* WORK REQUIRED
Beginning at the line that contains "struct we pass.", reproduce every line to the end of the material without changing any of them.

* PROVIDED INFORMATION
◆ ◆ ◆ ◆ ◆ ◆ ◆
use std::fs;
use std::path::Path;

use serde::Serialize;

/// Host memory in MB.
#[derive(Debug, Clone, Copy, Default, PartialEq, Eq, Serialize)]
pub struct HostMemory {
    pub total_mb: u64,
    pub used_mb: u64,
    pub free_mb: u64,
    pub available_mb: u64,
    pub used_percent: u64,
}

impl HostMemory {
    fn from_kb(total: u64, free: u64, available: u64) -> Self {
        let mb = |kb: u64| (kb as f64 / 1024.0).round() as u64;
        let (total_mb, free_mb, available_mb) = (mb(total), mb(free), mb(available));
        let used_mb = total_mb.saturating_sub(available_mb);
        Self {
            total_mb,
            used_mb,
            free_mb,
            available_mb,
            used_percent: percent(used_mb, total_mb),
        }
    }
}

pub(crate) fn percent(part: u64, whole: u64) -> u64 {
    if whole == 0 {
        0
    } else {
        (part as f64 / whole as f64 * 100.0).round() as u64
    }
}

fn meminfo_kb(text: &str, key: &str) -> Option<u64> {
    text.lines().find_map(|line| {
        let rest = line.strip_prefix(key)?.strip_prefix(':')?;
        rest.split_whitespace().next()?.parse().ok()
    })
}

/// `/proc/meminfo` text; used is total minus available.
pub fn parse_meminfo(text: &str) -> Option<HostMemory> {
    let total = meminfo_kb(text, "MemTotal")?;
    let free = meminfo_kb(text, "MemFree")?;
    let available = meminfo_kb(text, "MemAvailable")?;
    if total == 0 {
        return None;
    }
    Some(HostMemory::from_kb(total, free, available))
}

const PROC_MEMINFO: &str = "/proc/meminfo";

/// This machine's memory: the kernel's own MemAvailable estimate from `meminfo`, then
/// `sysinfo(2)` when that file is unreadable.
fn local_memory_from(meminfo: &Path) -> Option<HostMemory> {
    fs::read_to_string(meminfo)
        .ok()
        .and_then(|text| parse_meminfo(&text))
        .or_else(sysinfo_memory)
}

// sysinfo has no page cache figure, so available is only free plus buffers here and
// undercounts what MemAvailable reports.
#[cfg(target_os = "linux")]
fn sysinfo_memory() -> Option<HostMemory> {
    // SAFETY: sysinfo only writes into the zeroed struct we pass.
    let mut info: libc::sysinfo = unsafe { std::mem::zeroed() };
    if unsafe { libc::sysinfo(&mut info) } != 0 {
        return None;
    }
    let unit = u64::from(info.mem_unit.max(1));
    let kb = |v: libc::c_ulong| (v as u64).saturating_mul(unit) / 1024;
    let total = kb(info.totalram);
    let free = kb(info.freeram);
    let available = free.saturating_add(kb(info.bufferram));
    (total > 0).then(|| HostMemory::from_kb(total, free, available))
}

#[cfg(not(target_os = "linux"))]
fn sysinfo_memory() -> Option<HostMemory> {
    None
}

/// Read host memory from a mounted meminfo file when given, else from this machine.
/// Zeros when neither is available.
pub fn read_host_memory(meminfo: Option<&Path>) -> HostMemory {
    if let Some(path) = meminfo {
        match fs::read_to_string(path) {
            Ok(text) => match parse_meminfo(&text) {
                Some(m) => return m,
                None => tracing::warn!(path = %path.display(), "meminfo lacks MemTotal/MemFree/MemAvailable"),
            },
            Err(e) => tracing::warn!(path = %path.display(), error = %e, "cannot read host meminfo"),
        }
    }
    local_memory_from(Path::new(PROC_MEMINFO)).unwrap_or_default()
}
◆ ◆ ◆ ◆ ◆ ◆ ◆
* ANSWER SPACE
    // SAFETY: sysinfo only writes into the zeroed struct we pass.
    let mut info: libc::sysinfo = unsafe { std::mem::zeroed() };
    if unsafe { libc::sysinfo(&mut info) } != 0 {
        return None;
    }
    let unit = u64::from(info.mem_unit.max(1));
    let kb = |v: libc::c_ulong| (v as u64).saturating_mul(unit) / 1024;
    let total = kb(info.totalram);
    let free = kb(info.freeram);
    let available = free.saturating_add(kb(info.bufferram));
    (total > 0).then(|| HostMemory::from_kb(total, free, available))
}

#[cfg(not(target_os = "linux"))]
fn sysinfo_memory() -> Option<HostMemory> {
    None
}

/// Read host memory from a mounted meminfo file when given, else from this machine.
/// Zeros when neither is available.
pub fn read_host_memory(meminfo: Option<&Path>) -> HostMemory {
    if let Some(path) = meminfo {
        match fs::read_to_string(path) {
            Ok(text) => match parse_meminfo(&text) {
                Some(m) => return m,
                None => tracing::warn!(path = %path.display(), "meminfo lacks MemTotal/MemFree/MemAvailable"),
            },
            Err(e) => tracing::warn!(path = %path.display(), error = %e, "cannot read host meminfo"),
        }
    }
    local_memory_from(Path::new(PROC_MEMINFO)).unwrap_or_default()
}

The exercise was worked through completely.